From 2007 to 2009, Hoffmann was a postdoctoral fellow at the Programme for the Study of the Humanities in Africa, at the University of the Western Cape, where she worked on recordings by Hans Lichtenecker, who also produced life-casts, photographs and an unpublished travelogue in Namibia in 1931.
The result of her engagement with the collection was the exhibition, What We See, which opened at the Iziko Slave Lodge in February 2009, and has since then traveled to Basel, Vienna, Osnabrück and Berlin.

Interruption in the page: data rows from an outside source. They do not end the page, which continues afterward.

// Copyright 2025 foyer Project Authors
//
// Licensed under the Apache License, Version 2.0 (the "License");
// you may not use this file except in compliance with the License.
// You may obtain a copy of the License at
//
//     http://www.apache.org/licenses/LICENSE-2.0
//
// Unless required by applicable law or agreed to in writing, software
// distributed under the License is distributed on an "AS IS" BASIS,
// WITHOUT WARRANTIES OR CONDITIONS OF ANY KIND, either express or implied.
// See the License for the specific language governing permissions and
// limitations under the License.

use std::{fmt::Debug, hash::Hash};

/// Key trait for the cache.
///
/// The cache creates at most one entry per key among live entries, so keys must be comparable and hashable.
/// Cloned keys are handed out with every handle and every leave event.
pub trait Key: Send + Sync + 'static + Hash + Eq + Clone + Debug {}
impl<T: Send + Sync + 'static + Hash + Eq + Clone + Debug> Key for T {}

/// Value trait for the cache.
///
/// Payloads are shared across threads through the per-entry lock.
pub trait Value: Send + Sync + 'static {}
impl<T: Send + Sync + 'static> Value for T {}

/// Hash builder trait.
pub trait HashBuilder: std::hash::BuildHasher + Send + Sync + 'static {}
impl<T> HashBuilder for T where T: std::hash::BuildHasher + Send + Sync + 'static {}
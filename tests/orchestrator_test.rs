//! Integration tests for export task orchestration

use geopack::adapters::executor::{ExportJob, LocalExecutor, TaskExecutor};
use geopack::core::orchestrator::CompiledRequest;
use geopack::core::ExportOrchestrator;
use geopack::domain::{
    ExportRequest, ExportTask, GeopackError, Result, TaskId, TaskStatus,
};
use async_trait::async_trait;
use geojson::{Geometry, Value as GeoValue};
use std::collections::HashSet;
use std::sync::Arc;
use std::time::Duration;
use tempfile::TempDir;
use url::Url;

fn rectangle() -> Geometry {
    Geometry::new(GeoValue::Polygon(vec![vec![
        vec![83.969, 28.194],
        vec![83.998, 28.194],
        vec![83.998, 28.215],
        vec![83.969, 28.215],
        vec![83.969, 28.194],
    ]]))
}

/// Accepts everything, remembers nothing
struct NullExecutor;

#[async_trait]
impl TaskExecutor for NullExecutor {
    async fn dispatch(&self, _task_id: &TaskId, _job: CompiledRequest) -> Result<()> {
        Ok(())
    }

    async fn status(&self, task_id: &TaskId) -> Result<ExportTask> {
        Ok(ExportTask::pending(task_id.clone()))
    }
}

struct OkJob;

#[async_trait]
impl ExportJob for OkJob {
    async fn run(&self, task_id: &TaskId, job: &CompiledRequest) -> Result<Url> {
        // the per-task working directory exists before the job runs
        assert!(job.working_dir.is_dir());
        Url::parse(&format!("https://objects.example.com/{task_id}.zip"))
            .map_err(|e| GeopackError::Other(e.to_string()))
    }
}

struct FailJob;

#[async_trait]
impl ExportJob for FailJob {
    async fn run(&self, _task_id: &TaskId, _job: &CompiledRequest) -> Result<Url> {
        Err(GeopackError::Other("disk full".to_string()))
    }
}

async fn wait_terminal(orchestrator: &ExportOrchestrator, task_id: &TaskId) -> ExportTask {
    for _ in 0..200 {
        let task = orchestrator.status(task_id).await.unwrap();
        if task.status.is_terminal() {
            return task;
        }
        tokio::time::sleep(Duration::from_millis(10)).await;
    }
    panic!("task {task_id} never reached a terminal status");
}

#[tokio::test]
async fn test_submit_returns_track_link_immediately() {
    let dir = TempDir::new().unwrap();
    let orchestrator = ExportOrchestrator::new(Arc::new(NullExecutor), dir.path());

    let handle = orchestrator
        .submit(ExportRequest::new(rectangle()))
        .await
        .unwrap();

    assert_eq!(
        handle.track_link,
        format!("/tasks/status/{}/", handle.task_id)
    );
    // working directory was provisioned under the export path
    assert!(dir.path().join(handle.task_id.as_str()).is_dir());
}

#[tokio::test]
async fn test_successful_export_lifecycle() {
    let dir = TempDir::new().unwrap();
    let orchestrator =
        ExportOrchestrator::new(Arc::new(LocalExecutor::new(Arc::new(OkJob))), dir.path());

    let handle = orchestrator
        .submit(ExportRequest::new(rectangle()))
        .await
        .unwrap();

    let task = wait_terminal(&orchestrator, &handle.task_id).await;
    assert_eq!(task.status, TaskStatus::Success);
    let url = task.result_url.expect("successful task carries result url");
    assert!(url.as_str().contains(handle.task_id.as_str()));
    assert!(task.error.is_none());
}

#[tokio::test]
async fn test_failed_export_carries_error_message() {
    let dir = TempDir::new().unwrap();
    let orchestrator =
        ExportOrchestrator::new(Arc::new(LocalExecutor::new(Arc::new(FailJob))), dir.path());

    let handle = orchestrator
        .submit(ExportRequest::new(rectangle()))
        .await
        .unwrap();

    let task = wait_terminal(&orchestrator, &handle.task_id).await;
    assert_eq!(task.status, TaskStatus::Failure);
    assert!(task.result_url.is_none());
    assert!(task.error.unwrap().contains("disk full"));
}

#[tokio::test]
async fn test_invalid_request_is_rejected_before_dispatch() {
    let dir = TempDir::new().unwrap();
    let orchestrator = ExportOrchestrator::new(Arc::new(NullExecutor), dir.path());

    let request = ExportRequest::new(Geometry::new(GeoValue::Point(vec![1.0, 2.0])));
    let err = orchestrator.submit(request).await.unwrap_err();
    assert!(matches!(err, GeopackError::Validation(_)));

    // no working directory was created for the rejected request
    assert_eq!(std::fs::read_dir(dir.path()).unwrap().count(), 0);
}

#[tokio::test]
async fn test_unknown_task_status_is_an_error() {
    let dir = TempDir::new().unwrap();
    let orchestrator =
        ExportOrchestrator::new(Arc::new(LocalExecutor::new(Arc::new(OkJob))), dir.path());

    let never_submitted = TaskId::generate();
    assert!(orchestrator.status(&never_submitted).await.is_err());
}

#[tokio::test(flavor = "multi_thread", worker_threads = 4)]
async fn test_concurrent_submissions_get_distinct_ids() {
    let dir = TempDir::new().unwrap();
    let orchestrator = Arc::new(ExportOrchestrator::new(Arc::new(NullExecutor), dir.path()));

    let submissions = (0..10_000).map(|_| {
        let orchestrator = Arc::clone(&orchestrator);
        tokio::spawn(async move {
            orchestrator
                .submit(ExportRequest::new(rectangle()))
                .await
                .unwrap()
                .task_id
        })
    });

    let mut seen = HashSet::new();
    for result in futures::future::join_all(submissions).await {
        let task_id = result.unwrap();
        assert!(seen.insert(task_id.clone()), "duplicate task id {task_id}");
    }
    assert_eq!(seen.len(), 10_000);
}
//! Object-store adapter seam
//!
//! The upload completion watcher only needs one capability from the object
//! store: a lightweight existence probe against the artifact's public URL.

pub mod head;

pub use head::HttpHeadProbe;

use async_trait::async_trait;
use url::Url;

/// Lightweight existence probe against an object-store URL
///
/// Implementations must treat any ambiguous or failed probe as "not yet
/// available" and return `false`; only a positive confirmation may return
/// `true`. The watcher deletes local state based on this answer.
#[async_trait]
pub trait UploadProbe: Send + Sync {
    async fn exists(&self, url: &Url) -> bool;
}
//! Export task state and tracking handle
//!
//! An [`ExportTask`] is created at dispatch time and mutated only by the
//! task executor. SUCCESS and FAILURE are terminal: a finished task is
//! never resurrected.

use crate::domain::ids::TaskId;
use serde::{Deserialize, Serialize};
use url::Url;

/// Lifecycle state of an export task
#[derive(Debug, Clone, Copy, PartialEq, Eq, Serialize, Deserialize)]
#[serde(rename_all = "SCREAMING_SNAKE_CASE")]
pub enum TaskStatus {
    /// Just enqueued, not yet picked up
    Pending,
    /// The executor has picked the task up
    Started,
    /// Artifact produced; `result_url` is set
    Success,
    /// The executor reported an error; `error` is populated
    Failure,
}

impl TaskStatus {
    /// SUCCESS and FAILURE are terminal states
    pub fn is_terminal(&self) -> bool {
        matches!(self, TaskStatus::Success | TaskStatus::Failure)
    }
}

/// Status payload for one export task
#[derive(Debug, Clone, Serialize, Deserialize)]
pub struct ExportTask {
    pub task_id: TaskId,
    pub status: TaskStatus,

    /// Download URL of the produced artifact, set on SUCCESS
    #[serde(default, skip_serializing_if = "Option::is_none")]
    pub result_url: Option<Url>,

    /// Opaque executor error message, set on FAILURE
    #[serde(default, skip_serializing_if = "Option::is_none")]
    pub error: Option<String>,
}

impl ExportTask {
    /// A freshly enqueued task
    pub fn pending(task_id: TaskId) -> Self {
        Self {
            task_id,
            status: TaskStatus::Pending,
            result_url: None,
            error: None,
        }
    }

    /// Marks the task as picked up. No-op once terminal.
    pub fn mark_started(&mut self) {
        if !self.status.is_terminal() {
            self.status = TaskStatus::Started;
        }
    }

    /// Marks the task successful with its artifact URL. No-op once terminal.
    pub fn complete(&mut self, result_url: Url) {
        if !self.status.is_terminal() {
            self.status = TaskStatus::Success;
            self.result_url = Some(result_url);
            self.error = None;
        }
    }

    /// Marks the task failed with an opaque error message. No-op once
    /// terminal.
    pub fn fail(&mut self, error: impl Into<String>) {
        if !self.status.is_terminal() {
            self.status = TaskStatus::Failure;
            self.error = Some(error.into());
        }
    }
}

/// Opaque identifier plus tracking path returned on snapshot submission
#[derive(Debug, Clone, Serialize, Deserialize)]
pub struct TaskHandle {
    pub task_id: TaskId,
    pub track_link: String,
}

impl TaskHandle {
    /// Builds the handle with its canonical tracking path
    pub fn new(task_id: TaskId) -> Self {
        let track_link = format!("/tasks/status/{task_id}/");
        Self {
            task_id,
            track_link,
        }
    }
}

The publication, What We See: Reconsidering an Anthropometrical Collection from Southern Africa - Images, Voices and Versioning (BAB, 2009), accompanied the exhibition.
In 2010, as a postdoctoral fellow at Fort Hare (South African Research Chairs Initiative), Hoffmann co-authored and co-published the volume, Sensible Sammlungen: Aus dem Anthropologischen Depot (with Britta Lange and Margit Berner, 2011), worked on recordings from Mozambique, and on recordings of African prisoners of war in WWI.
As a member of the APC initiative, she will continue to engage with aural archival material, specifically the recordings of missionary Franz Mayr from Pietermaritzburg in 1908.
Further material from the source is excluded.